Segment Start: EXCERPTED DATA

//! Booking state machine transitions.
//!
//! All legality is decided here, against the single transition table; the
//! orchestration layer persists the results. Every operation leaves its
//! input untouched and returns either a [`BookingTransition`] describing
//! the new state or a [`BookingError`].

use chrono::Utc;

use fixora_shared::types::{CustomerId, StaffId};

use crate::booking::error::{BookingError, TransitionKind};
use crate::booking::types::{
    Booking, BookingState, BookingStatus, BookingTransition, PaymentStatus, TrackingStatus,
};

/// Stateless service for booking lifecycle transitions.
pub struct BookingService;

impl BookingService {
    /// Record a payment-success webhook.
    ///
    /// `Pending`/`PendingPayment` with an uncaptured payment becomes
    /// `(Confirmed, Paid, NotStarted)`. Authoritative link-expiry
    /// enforcement happens in the orchestration layer, which knows the
    /// deadline; this transition only rules on state legality.
    pub fn confirm_payment(state: BookingState) -> Result<BookingTransition, BookingError> {
        match (state.booking, state.payment) {
            (
                BookingStatus::Pending | BookingStatus::PendingPayment,
                PaymentStatus::Pending,
            ) => Ok(BookingTransition::PaymentConfirmed {
                new_state: BookingState {
                    booking: BookingStatus::Confirmed,
                    payment: PaymentStatus::Paid,
                    tracking: state.tracking,
                },
                confirmed_at: Utc::now(),
            }),
            _ => Err(BookingError::InvalidTransition {
                from: state,
                action: TransitionKind::ConfirmPayment,
            }),
        }
    }

    /// Record a payment-failure webhook.
    ///
    /// The booking stays where it is; only the payment status moves to
    /// `Failed`. A fresh link must be issued out-of-band.
    pub fn fail_payment(state: BookingState) -> Result<BookingTransition, BookingError> {
        match (state.booking, state.payment) {
            (
                BookingStatus::Pending | BookingStatus::PendingPayment,
                PaymentStatus::Pending,
            ) => Ok(BookingTransition::PaymentFailed {
                new_state: BookingState {
                    payment: PaymentStatus::Failed,
                    ..state
                },
                failed_at: Utc::now(),
            }),
            _ => Err(BookingError::InvalidTransition {
                from: state,
                action: TransitionKind::FailPayment,
            }),
        }
    }

    /// Supersede an expired or failed payment link with a fresh one.
    ///
    /// Link expiry is terminal for the link, never for the booking: the
    /// booking stays `PendingPayment` and the payment returns to
    /// `Pending` awaiting the new link's outcome.
    pub fn reissue_payment_link(state: BookingState) -> Result<BookingTransition, BookingError> {
        match (state.booking, state.payment) {
            (
                BookingStatus::Pending | BookingStatus::PendingPayment,
                PaymentStatus::Pending | PaymentStatus::Failed,
            ) => {
                Ok(BookingTransition::PaymentLinkReissued {
                    new_state: BookingState {
                        payment: PaymentStatus::Pending,
                        ..state
                    },
                    reissued_at: Utc::now(),
                })
            }
            _ => Err(BookingError::InvalidTransition {
                from: state,
                action: TransitionKind::ReissuePaymentLink,
            }),
        }
    }

    /// Provider confirmation of a pending (pay-on-site) booking.
    ///
    /// Payment stays uncaptured; completion remains gated on capture. A
    /// booking whose payment attempt failed must recover through a fresh
    /// link before it can be confirmed.
    pub fn confirm(state: BookingState) -> Result<BookingTransition, BookingError> {
        match (state.booking, state.payment) {
            (BookingStatus::Pending, PaymentStatus::Pending) => Ok(BookingTransition::Confirmed {
                new_state: BookingState {
                    booking: BookingStatus::Confirmed,
                    ..state
                },
                confirmed_at: Utc::now(),
            }),
            _ => Err(BookingError::InvalidTransition {
                from: state,
                action: TransitionKind::Confirm,
            }),
        }
    }

    /// Advance tracking one step.
    ///
    /// Permitted only while the booking is `Confirmed`, strictly in
    /// order. Advancing to `Completed` requires payment `Paid` and drives
    /// the booking status to `Completed` (terminal).
    pub fn advance_tracking(
        state: BookingState,
        to: TrackingStatus,
        advanced_by: StaffId,
    ) -> Result<BookingTransition, BookingError> {
        if state.booking != BookingStatus::Confirmed {
            return Err(BookingError::InvalidTransition {
                from: state,
                action: TransitionKind::AdvanceTracking,
            });
        }
        if state.tracking.next() != Some(to) {
            return Err(BookingError::TrackingOutOfOrder {
                from: state.tracking,
                to,
            });
        }
        if to == TrackingStatus::Completed && state.payment != PaymentStatus::Paid {
            return Err(BookingError::UnpaidCompletion {
                payment: state.payment,
            });
        }

        let booking = if to == TrackingStatus::Completed {
            BookingStatus::Completed
        } else {
            BookingStatus::Confirmed
        };
        Ok(BookingTransition::TrackingAdvanced {
            new_state: BookingState {
                booking,
                payment: state.payment,
                tracking: to,
            },
            advanced_by,
            advanced_at: Utc::now(),
        })
    }

    /// Customer cancellation request.
    ///
    /// Permitted only inside the cancellation window: booking still
    /// cancellable and tracking not yet started.
    pub fn request_cancellation(
        state: BookingState,
        requested_by: CustomerId,
    ) -> Result<BookingTransition, BookingError> {
        Self::check_cancellable(state, TransitionKind::RequestCancellation)?;
        Ok(BookingTransition::CancellationRequested {
            new_state: BookingState {
                booking: BookingStatus::CancelRequested,
                ..state
            },
            requested_by,
            requested_at: Utc::now(),
        })
    }

    /// Provider/refund acknowledgement of a cancellation request.
    ///
    /// Captured payments move to `Cancelled` (refund); uncaptured ones
    /// are closed out; a failed payment stays `Failed` for audit.
    pub fn finalize_cancellation(state: BookingState) -> Result<BookingTransition, BookingError> {
        match state.booking {
            BookingStatus::CancelRequested => Ok(BookingTransition::Cancelled {
                new_state: BookingState {
                    booking: BookingStatus::Cancelled,
                    payment: Self::close_out_payment(state.payment),
                    tracking: state.tracking,
                },
                reason: None,
                cancelled_at: Utc::now(),
            }),
            _ => Err(BookingError::InvalidTransition {
                from: state,
                action: TransitionKind::FinalizeCancellation,
            }),
        }
    }

    /// Business-side direct cancellation.
    ///
    /// Funnels through the same cancellation window as the customer path
    /// but lands on `Cancelled` in one step; a non-empty reason is
    /// required.
    pub fn cancel_by_business(
        state: BookingState,
        reason: String,
    ) -> Result<BookingTransition, BookingError> {
        if reason.trim().is_empty() {
            return Err(BookingError::CancellationReasonRequired);
        }
        Self::check_cancellable(state, TransitionKind::CancelByBusiness)?;
        Ok(BookingTransition::Cancelled {
            new_state: BookingState {
                booking: BookingStatus::Cancelled,
                payment: Self::close_out_payment(state.payment),
                tracking: state.tracking,
            },
            reason: Some(reason),
            cancelled_at: Utc::now(),
        })
    }

    /// Validate a feedback submission.
    ///
    /// Feedback is only accepted for completed bookings and only once;
    /// re-submission is rejected, never overwritten.
    pub fn record_feedback(booking: &Booking) -> Result<(), BookingError> {
        if booking.state.booking != BookingStatus::Completed {
            return Err(BookingError::InvalidTransition {
                from: booking.state,
                action: TransitionKind::RecordFeedback,
            });
        }
        if booking.feedback_recorded {
            return Err(BookingError::FeedbackAlreadyRecorded {
                booking_id: booking.id,
            });
        }
        Ok(())
    }

    fn check_cancellable(state: BookingState, action: TransitionKind) -> Result<(), BookingError> {
        if state.can_request_cancellation() {
            return Ok(());
        }
        // Distinguish "tracking already underway" from "status not
        // cancellable at all" so the customer gets actionable text.
        if state.booking.is_cancellable() {
            Err(BookingError::CannotCancel {
                tracking: state.tracking,
            })
        } else {
            Err(BookingError::InvalidTransition { from: state, action })
        }
    }

    fn close_out_payment(payment: PaymentStatus) -> PaymentStatus {
        match payment {
            PaymentStatus::Pending | PaymentStatus::Paid | PaymentStatus::Cancelled => {
                PaymentStatus::Cancelled
            }
            PaymentStatus::Failed => PaymentStatus::Failed,
        }
    }
}
//! Derived action eligibility for the dashboard collaborators.
//!
//! One table-driven derivation replaces the per-screen status checks the
//! dashboards would otherwise each reimplement (and disagree on).

use serde::{Deserialize, Serialize};

use crate::booking::types::{Booking, BookingStatus};

/// What the current viewer may do with a booking, derived from its state.
#[derive(Debug, Clone, Copy, PartialEq, Eq, Serialize, Deserialize)]
pub struct BookingActions {
    /// Customer may request cancellation.
    pub can_cancel: bool,
    /// Contact between customer and provider still makes sense.
    pub can_call: bool,
    /// Customer may leave feedback.
    pub can_give_feedback: bool,
}

impl BookingActions {
    /// Derives the action set for a booking.
    #[must_use]
    pub fn derive(booking: &Booking) -> Self {
        let state = booking.state;
        Self {
            can_cancel: state.can_request_cancellation(),
            can_call: !state.is_terminal(),
            can_give_feedback: state.booking == BookingStatus::Completed
                && !booking.feedback_recorded,
        }
    }
}

#[cfg(test)]
mod tests {
    use super::*;
    use chrono::{NaiveDate, Utc};
    use rust_decimal::Decimal;

    use fixora_shared::types::{BookingId, BusinessId, CustomerId, ServiceId};

    use crate::booking::types::{BookingState, PaymentStatus, TrackingStatus};
    use crate::schedule::SlotId;

    fn booking(state: BookingState, feedback_recorded: bool) -> Booking {
        let now = Utc::now();
        Booking {
            id: BookingId::new(),
            service_id: ServiceId::new(),
            customer_id: CustomerId::new(),
            business_id: BusinessId::new(),
            date: NaiveDate::from_ymd_opt(2026, 8, 20).unwrap(),
            slot_id: SlotId(9 * 60),
            state,
            assigned_staff_id: None,
            total_amount: Decimal::new(15000, 2),
            payment_link_expires_at: None,
            feedback_recorded,
            version: 1,
            created_at: now,
            updated_at: now,
        }
    }

    fn state(b: BookingStatus, p: PaymentStatus, t: TrackingStatus) -> BookingState {
        BookingState {
            booking: b,
            payment: p,
            tracking: t,
        }
    }

    #[test]
    fn test_fresh_booking_actions() {
        let actions = BookingActions::derive(&booking(BookingState::initial(true), false));
        assert!(actions.can_cancel);
        assert!(actions.can_call);
        assert!(!actions.can_give_feedback);
    }

    #[test]
    fn test_underway_booking_cannot_cancel() {
        let actions = BookingActions::derive(&booking(
            state(
                BookingStatus::Confirmed,
                PaymentStatus::Paid,
                TrackingStatus::ServiceStarted,
            ),
            false,
        ));
        assert!(!actions.can_cancel);
        assert!(actions.can_call);
    }

    #[test]
    fn test_completed_booking_feedback_once() {
        let completed = state(
            BookingStatus::Completed,
            PaymentStatus::Paid,
            TrackingStatus::Completed,
        );
        let first = BookingActions::derive(&booking(completed, false));
        assert!(first.can_give_feedback);
        assert!(!first.can_call);
        assert!(!first.can_cancel);

        let second = BookingActions::derive(&booking(completed, true));
        assert!(!second.can_give_feedback);
    }

    #[test]
    fn test_cancelled_booking_is_inert() {
        let actions = BookingActions::derive(&booking(
            state(
                BookingStatus::Cancelled,
                PaymentStatus::Cancelled,
                TrackingStatus::NotStarted,
            ),
            false,
        ));
        assert!(!actions.can_cancel);
        assert!(!actions.can_call);
        assert!(!actions.can_give_feedback);
    }
}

Segment End: EXCERPTED DATA

• [WHAT IS REQUIRED] The response must consist solely of the lines from the top of the records through the line holding "use chrono::Utc;", copied word for word.

• [RESPONSE AREA]
//! Booking state machine transitions.
//!
//! All legality is decided here, against the single transition table; the
//! orchestration layer persists the results. Every operation leaves its
//! input untouched and returns either a [`BookingTransition`] describing
//! the new state or a [`BookingError`].

use chrono::Utc;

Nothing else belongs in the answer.